Este año el foco se pone sobre la población juvenil, pues tal y como los datos muestran, en muchos países del mundo los niños no reciben una correcta atención en cuanto a la salud mental se refiere. Una atención psicológica adecuada debería ir desde la evaluación cuando aparecen los primeros síntomas o cuando el menor vive en un contexto de riesgo para su integridad física o psíquica. Tras ese primer paso, se procede a dar un diagnóstico y/o a marcar unos objetivos terapéuticos para ayudar al desarrollo adecuado del niño, y posteriormente, se pasa a implantar un tratamiento personalizado y adaptado a las necesidades del menor.

Muchas veces los Gobiernos se excusan en problemas económicos que impiden ofrecer una salud mental adecuada desde edades tempranas, pero se ha demostrado que si se hace una inversión que permita dar asistencia en los primeros años, posteriormente se reducirán los costes que conlleva una atención psicológica y/o farmacológica más compleja, además de reducir los costes sociales elevados que pueden surgir a consecuencia de no haber sido tratados a tiempo.

Esos niños que luego pasarán a ser adolescentes, y más tarde adultos, tienen por delante una vida plena en la que poder desarrollarse como personas. De ahí, la importancia de que en sus primeros años, además de educarles en materias escolares (donde parece que todos tenemos claro que hay que dedicar esfuerzos), se opte por inculcar valores donde permitan desarrollar sus emociones, trabajar sobre sus dificultades afectivas e implantar planes de prevención relacionados con problemas que están a la orden del día (violencia, abuso sexual, acoso escolar, suicidio, abuso de sustancias, etc.). Si desde pequeños trabajamos en esta línea, se podrán evitar conductas antisociales, y las consecuencias obviamente negativas que tanto para sí mismos como para el resto de la sociedad tienen, y que pudieran estar causadas, entre otras cosas, por la falta de atención psíquica o del fracaso en el tratamiento.

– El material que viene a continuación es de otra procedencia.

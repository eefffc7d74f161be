//! Eviction policies.

use std::time::Duration;

/// Decides when a stored entry is no longer valid.
///
/// `record_access` / `record_insertion` let richer policies keep bookkeeping;
/// the TTL policy ignores them.
pub trait EvictionPolicy: Send + Sync + std::fmt::Debug {
    fn should_evict(&self, inserted_at_millis: u64, now_millis: u64) -> bool;

    fn record_access(&self, _key: &str) {}

    fn record_insertion(&self, _key: &str) {}
}

/// Evicts entries strictly older than a fixed TTL.
#[derive(Debug, Clone, Copy)]
pub struct TtlPolicy {
    ttl: Duration,
}

impl TtlPolicy {
    pub fn new(ttl: Duration) -> Self {
        Self { ttl }
    }

    pub fn ttl(&self) -> Duration {
        self.ttl
    }
}

impl EvictionPolicy for TtlPolicy {
    fn should_evict(&self, inserted_at_millis: u64, now_millis: u64) -> bool {
        let age = now_millis.saturating_sub(inserted_at_millis);
        u128::from(age) > self.ttl.as_millis()
    }
}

​Os dejo aquí un fragmento del manifiesto que la Organización Mundial de la Salud ha preparado para este día, y os recomiendo visitar el siguiente enlace de la Confederación de Salud Mental en España, donde este año apuestan por el lema “Educación inclusiva, salud mental positiva” https://consaludmental.org/.

“Los jóvenes y la salud mental en un mundo en transformación:
En la adolescencia y los primeros años de la edad adulta se producen muchos cambios: cambio de colegio o de hogar, entrada en la universidad o en el mundo laboral. Para muchos es una época apasionante, pero también puede ser causa de estrés o aprensión. En algunos casos, si no se reconocen y controlan, estos sentimientos pueden causar enfermedades mentales. El uso cada vez mayor de las tecnologías en línea, que sin duda aporta muchos beneficios, también puede generar tensiones adicionales, pues cada vez es mayor la conexión a las redes virtuales en cualquier momento del día o la noche. También hay muchos adolescentes que viven en zonas afectadas por emergencias humanitarias, como conflictos, desastres naturales y epidemias, y los jóvenes que viven estas situaciones son particularmente vulnerables a la angustia y las enfermedades mentales.”